[[ Given records open ]]
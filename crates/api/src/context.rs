use hrms_core::UserId;

/// Authenticated identity for a request.
///
/// Carries only what the identity provider vouches for. Role, company and
/// admin grants are resolved from the store per request.
#[derive(Debug, Copy, Clone, PartialEq, Eq)]
pub struct ActorContext {
    actor_id: UserId,
}

impl ActorContext {
    pub fn new(actor_id: UserId) -> Self {
        Self { actor_id }
    }

    pub fn actor_id(&self) -> UserId {
        self.actor_id
    }
}
use std::sync::Arc;

use axum::{
    extract::{Extension, Path, Query},
    response::IntoResponse,
    routing::get,
    Json, Router,
};
use serde_json::json;

use hrms_core::{ProfileUpdate, UserId};

use crate::app::dto::{self, CompanyFilter};
use crate::app::errors::ApiError;
use crate::app::services::AppServices;
use crate::context::ActorContext;

/// Users are created by the identity provider (seeded), never over HTTP.
pub fn router() -> Router {
    Router::new()
        .route("/", get(list_users))
        .route("/:id", get(get_user).patch(update_profile))
}

pub async fn list_users(
    Extension(services): Extension<Arc<AppServices>>,
    Extension(ctx): Extension<ActorContext>,
    Query(filter): Query<CompanyFilter>,
) -> Result<impl IntoResponse, ApiError> {
    let items = services.guarded(&ctx).await.list_users(filter.company_id).await?;
    Ok(Json(json!({ "items": items })))
}

pub async fn get_user(
    Extension(services): Extension<Arc<AppServices>>,
    Extension(ctx): Extension<ActorContext>,
    Path(id): Path<String>,
) -> Result<impl IntoResponse, ApiError> {
    let id: UserId = dto::parse_id(&id)?;
    let user = services.guarded(&ctx).await.user(id).await?;
    Ok(Json(user))
}

pub async fn update_profile(
    Extension(services): Extension<Arc<AppServices>>,
    Extension(ctx): Extension<ActorContext>,
    Path(id): Path<String>,
    Json(body): Json<ProfileUpdate>,
) -> Result<impl IntoResponse, ApiError> {
    let id: UserId = dto::parse_id(&id)?;
    let user = services.guarded(&ctx).await.update_profile(id, &body).await?;
    Ok(Json(user))
}
//! Terminal I/O: confirmation prompt, notification printer, table rendering.

use std::fmt::Write as _;
use std::io::{BufRead, Write as _};

use async_trait::async_trait;
use peduli_core::lifecycle::{self, EntityKind, Tone};
use peduli_core::notify::{Notification, Severity};
use peduli_core::remote::{Confirmer, ListRow};
use peduli_core::types::DbId;
use tokio::sync::broadcast;
use tokio::task::JoinHandle;

/// Asks on stderr and reads the answer from stdin. Anything but `y`/`yes` declines.
pub struct StdinConfirmer;

#[async_trait]
impl Confirmer for StdinConfirmer {
    async fn confirm(&self, prompt: &str) -> bool {
        let prompt = prompt.to_string();
        let answer = tokio::task::spawn_blocking(move || {
            let mut stderr = std::io::stderr();
            let _ = write!(stderr, "{prompt} [y/N] ");
            let _ = stderr.flush();
            let mut line = String::new();
            std::io::stdin().lock().read_line(&mut line).map(|_| line)
        })
        .await;

        match answer {
            Ok(Ok(line)) => is_yes(&line),
            Ok(Err(e)) => {
                tracing::warn!(error = %e, "Could not read confirmation");
                false
            }
            Err(e) => {
                tracing::warn!(error = %e, "Confirmation task failed");
                false
            }
        }
    }
}

fn is_yes(answer: &str) -> bool {
    matches!(answer.trim().to_ascii_lowercase().as_str(), "y" | "yes")
}

/// Print every notification to stderr until the bus is dropped.
pub fn spawn_printer(mut receiver: broadcast::Receiver<Notification>) -> JoinHandle<()> {
    tokio::spawn(async move {
        loop {
            match receiver.recv().await {
                Ok(notification) => eprintln!("{}", format_notification(&notification)),
                Err(broadcast::error::RecvError::Lagged(skipped)) => {
                    tracing::warn!(skipped, "Notification printer lagged");
                }
                Err(broadcast::error::RecvError::Closed) => break,
            }
        }
    })
}

pub fn format_notification(notification: &Notification) -> String {
    let tag = match notification.severity {
        Severity::Success => "ok",
        Severity::Warning => "warn",
        Severity::Error => "error",
    };
    format!("[{tag}] {}", notification.message)
}

fn tone_tag(tone: Tone) -> &'static str {
    match tone {
        Tone::Neutral => "neutral",
        Tone::Info => "info",
        Tone::Warning => "warning",
        Tone::Success => "success",
        Tone::Danger => "danger",
    }
}

/// One page of rows as a plain-text table. Selected rows are starred.
pub fn render_rows(
    kind: EntityKind,
    rows: &[ListRow],
    total: u64,
    offset: u32,
    selected: &[DbId],
) -> String {
    let mut out = String::new();
    let _ = writeln!(out, "{:<3}{:>8}  {:<22}  TITLE", "", "ID", "STATUS");
    for row in rows {
        let mark = if selected.contains(&row.id) { "*" } else { "" };
        let status = match &row.status {
            Some(status) => lifecycle::status_badge(kind, status).label,
            None => "-".to_string(),
        };
        let title = row.title.as_deref().unwrap_or("");
        let _ = writeln!(out, "{mark:<3}{:>8}  {status:<22}  {title}", row.id);
    }
    let shown_to = offset as u64 + rows.len() as u64;
    if rows.is_empty() {
        let _ = writeln!(out, "No {} rows (total {total})", kind.label().to_lowercase());
    } else {
        let _ = writeln!(out, "Rows {}-{shown_to} of {total}", offset as u64 + 1);
    }
    out
}

/// The kind's status table: label, tone, and what each state permits.
pub fn render_badges(kind: EntityKind) -> String {
    let Some(lifecycle) = kind.lifecycle() else {
        return format!(
            "{} rows carry no status; delete and edit are always allowed.\n",
            kind.label()
        );
    };

    let mut out = String::new();
    let _ = writeln!(
        out,
        "{:<14}{:<22}{:<9}{:<7}{:<6}NEXT",
        "STATE", "LABEL", "TONE", "EDIT", "DEL"
    );
    for rule in lifecycle.rules() {
        let next = if rule.successors.is_empty() {
            "-".to_string()
        } else {
            rule.successors.join(", ")
        };
        let _ = writeln!(
            out,
            "{:<14}{:<22}{:<9}{:<7}{:<6}{next}",
            rule.state,
            rule.label,
            tone_tag(rule.tone),
            if rule.editable { "yes" } else { "no" },
            if lifecycle.is_deletable(rule.state) { "yes" } else { "no" },
        );
    }
    out
}
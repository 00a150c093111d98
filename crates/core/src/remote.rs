//! Collaborator interfaces the coordination layer calls through.
//!
//! The platform API owns persistence; these traits describe only the calls
//! the list views and batch actions need. `peduli-client` provides the HTTP
//! implementation.

use async_trait::async_trait;
use serde::{Deserialize, Serialize};

use crate::lifecycle::EntityKind;
use crate::types::DbId;

// ---------------------------------------------------------------------------
// Constants
// ---------------------------------------------------------------------------

/// Default rows per page.
pub const DEFAULT_PAGE_LIMIT: u32 = 20;

/// Largest page the platform API serves.
pub const MAX_PAGE_LIMIT: u32 = 100;

// ---------------------------------------------------------------------------
// List types
// ---------------------------------------------------------------------------

/// Filter, sort and page of one list screen.
#[derive(Debug, Clone, PartialEq, Eq, Serialize, Deserialize)]
pub struct ListQuery {
    pub limit: u32,
    pub offset: u32,
    #[serde(default, skip_serializing_if = "Option::is_none")]
    pub status: Option<String>,
    #[serde(default, skip_serializing_if = "Option::is_none")]
    pub search: Option<String>,
    /// Column name, prefixed with `-` for descending.
    #[serde(default, skip_serializing_if = "Option::is_none")]
    pub sort: Option<String>,
}

impl Default for ListQuery {
    fn default() -> Self {
        Self {
            limit: DEFAULT_PAGE_LIMIT,
            offset: 0,
            status: None,
            search: None,
            sort: None,
        }
    }
}

impl ListQuery {
    /// Clamp the page size into `1..=MAX_PAGE_LIMIT`.
    pub fn clamped(mut self) -> Self {
        self.limit = self.limit.clamp(1, MAX_PAGE_LIMIT);
        self
    }
}

/// One visible row. Only the fields the coordination layer needs are typed;
/// everything else the API returns is kept in `fields`.
#[derive(Debug, Clone, PartialEq, Serialize, Deserialize)]
pub struct ListRow {
    pub id: DbId,
    #[serde(default)]
    pub status: Option<String>,
    #[serde(default)]
    pub title: Option<String>,
    #[serde(flatten)]
    pub fields: serde_json::Map<String, serde_json::Value>,
}

impl ListRow {
    pub fn new(id: DbId, status: Option<&str>) -> Self {
        Self {
            id,
            status: status.map(str::to_string),
            title: None,
            fields: serde_json::Map::new(),
        }
    }

    pub fn with_title(mut self, title: impl Into<String>) -> Self {
        self.title = Some(title.into());
        self
    }
}

/// A fetched page of rows.
#[derive(Debug, Clone, Default, PartialEq, Serialize, Deserialize)]
pub struct ListPage {
    pub items: Vec<ListRow>,
    pub total: u64,
}

impl ListPage {
    pub fn ids(&self) -> Vec<DbId> {
        self.items.iter().map(|row| row.id).collect()
    }

    pub fn row(&self, id: DbId) -> Option<&ListRow> {
        self.items.iter().find(|row| row.id == id)
    }
}

// ---------------------------------------------------------------------------
// Traits
// ---------------------------------------------------------------------------

/// Remote calls against the platform API. Each call is one round trip.
#[async_trait]
pub trait EntityApi: Send + Sync {
    type Error: std::error::Error + Send + Sync + 'static;

    /// Fetch the rows visible under `query`.
    async fn list(&self, kind: EntityKind, query: &ListQuery) -> Result<ListPage, Self::Error>;

    async fn delete(&self, kind: EntityKind, id: DbId) -> Result<(), Self::Error>;

    /// Move a row to `status`, sending `metadata` (notes, schedule, ...) along.
    async fn patch_status(
        &self,
        kind: EntityKind,
        id: DbId,
        status: &str,
        metadata: &serde_json::Value,
    ) -> Result<(), Self::Error>;

    /// Replace editable fields of a row.
    async fn update(
        &self,
        kind: EntityKind,
        id: DbId,
        fields: &serde_json::Value,
    ) -> Result<(), Self::Error>;
}

/// Yes/no prompt shown before destructive batch actions.
#[async_trait]
pub trait Confirmer: Send + Sync {
    async fn confirm(&self, prompt: &str) -> bool;
}

/// Confirmer for non-interactive runs.
pub struct AlwaysConfirm;

#[async_trait]
impl Confirmer for AlwaysConfirm {
    async fn confirm(&self, _prompt: &str) -> bool {
        true
    }
}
[[ Given records closed ]]
**Your assignment:** Look through the data above for the word "what". Report each line where it occurs.

**Exercise output:**
/// Carries only what the identity provider vouches for. Role, company and
/// The kind's status table: label, tone, and what each state permits.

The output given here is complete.